Ecomap: Sustainability-Driven Optimization of Multi-Tenant DNN Execution on Edge Servers
- URL: http://arxiv.org/abs/2503.04148v1
- Date: Thu, 06 Mar 2025 06:56:51 GMT
- Title: Ecomap: Sustainability-Driven Optimization of Multi-Tenant DNN Execution on Edge Servers
- Authors: Varatheepan Paramanayakam, Andreas Karatzas, Dimitrios Stamoulis, Iraklis Anagnostopoulos,
- Abstract summary: This paper introduces Ecomap, a framework that adjusts the maximum power threshold of edge devices based on real-time carbon intensity.<n> Experimental results using NVIDIA Jetson AGX Xavier demonstrate that Ecomap reduces carbon emissions by an average of 30%.

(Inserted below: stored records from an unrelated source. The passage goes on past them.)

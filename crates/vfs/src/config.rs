//! TEAM_470: VFS tunables and fixed limits.

use linux_raw_sys::general::{NAME_MAX as RAW_NAME_MAX, PATH_MAX as RAW_PATH_MAX};

/// Longest path the kernel accepts, including the reconstructed cwd
pub const PATH_MAX: usize = RAW_PATH_MAX as usize;

/// Longest single path component
pub const NAME_MAX: usize = RAW_NAME_MAX as usize;

/// Nested symlink expansions allowed on one thread
pub const SYMLINK_DEPTH_MAX: u32 = 5;

/// Links followed in a single chain before giving up
pub const SYMLINK_LOOP_MAX: u32 = 16;

/// Default handle table capacity per IO context
pub const MAX_HANDLES: usize = 256;

/// Limits applied by a [`crate::Vfs`] instance.
#[derive(Clone, Copy, Debug, Eq, PartialEq)]
pub struct VfsConfig {
    /// Recursion bound for symlinks appearing inside link targets
    pub symlink_depth_max: u32,
    /// Iteration bound for one link chain
    pub symlink_loop_max: u32,
    /// Longest link target that will be read
    pub symlink_len_max: usize,
    /// Capacity for reconstructed directory paths
    pub path_max: usize,
    /// Handle slots per IO context
    pub max_handles: usize,
}

impl Default for VfsConfig {
    fn default() -> Self {
        Self {
            symlink_depth_max: SYMLINK_DEPTH_MAX,
            symlink_loop_max: SYMLINK_LOOP_MAX,
            symlink_len_max: PATH_MAX,
            path_max: PATH_MAX,
            max_handles: MAX_HANDLES,
        }
    }
}
//! TEAM_470: LevitateOS VFS core
//!
//! Turns paths and handle numbers into driver-backed filesystem objects:
//! path resolution, symlink following, mount traversal and per-process
//! handle tables. Storage lives in pluggable [`FilesystemDriver`]s; the
//! built-in [`tmpfs`] backs the root volume.
//!
//! Call [`init`] once during boot, then reach the instance with [`vfs`].

#![cfg_attr(not(any(test, feature = "std")), no_std)]

extern crate alloc;

pub mod config;
mod dirname;
mod dispatch;
pub mod driver;
pub mod error;
pub mod file;
pub mod inode;
pub mod io_context;
#[cfg(any(test, feature = "std"))]
pub mod logger;
pub mod manager;
pub mod mode;
pub mod path;
pub mod stat;
pub mod syscall;
pub mod task;
pub mod tmpfs;
pub mod volume;

#[cfg(test)]
mod tests;

use los_utils::Once;

pub use config::VfsConfig;
pub use driver::{DriverRef, FileOps, FileOpsRef, FilesystemDriver};
pub use error::{VfsError, VfsResult};
pub use file::{FileRef, FileTableNode, NodeKind, OpenFlags, SeekWhence};
pub use inode::{Inode, InodeRef};
pub use io_context::{Handle, IoContext, IoContextRef, KERNEL_HANDLE_FLAG};
pub use manager::Vfs;
pub use path::LookupFlags;
pub use stat::{DirEntry, Stat, StatMask};
pub use task::{Task, TaskContext};
pub use volume::{VOLID_FIRST_NORMAL, VOLID_ROOT, Volume, VolumeFlags, VolumeId, VolumeRef};

static VFS: Once<Vfs> = Once::new();

/// TEAM_470: Build the global VFS. Later calls return the existing instance
/// and ignore `config`.
pub fn init(config: VfsConfig) -> VfsResult<&'static Vfs> {
    if let Some(vfs) = VFS.get() {
        return Ok(vfs);
    }
    let vfs = Vfs::new(config)?;
    Ok(VFS.call_once(|| vfs))
}

/// The global VFS, once [`init`] has run
pub fn vfs() -> Option<&'static Vfs> {
    VFS.get()
}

- Score: 0.44784055850794474
- License: http://arxiv.org/licenses/nonexclusive-distrib/1.0/
- Abstract: Edge computing systems struggle to efficiently manage multiple concurrent deep neural network (DNN) workloads while meeting strict latency requirements, minimizing power consumption, and maintaining environmental sustainability. This paper introduces Ecomap, a sustainability-driven framework that dynamically adjusts the maximum power threshold of edge devices based on real-time carbon intensity. Ecomap incorporates the innovative use of mixed-quality models, allowing it to dynamically replace computationally heavy DNNs with lighter alternatives when latency constraints are violated, ensuring service responsiveness with minimal accuracy loss. Additionally, it employs a transformer-based estimator to guide efficient workload mappings. Experimental results using NVIDIA Jetson AGX Xavier demonstrate that Ecomap reduces carbon emissions by an average of 30% and achieves a 25% lower carbon delay product (CDP) compared to state-of-the-art methods, while maintaining comparable or better latency and power efficiency.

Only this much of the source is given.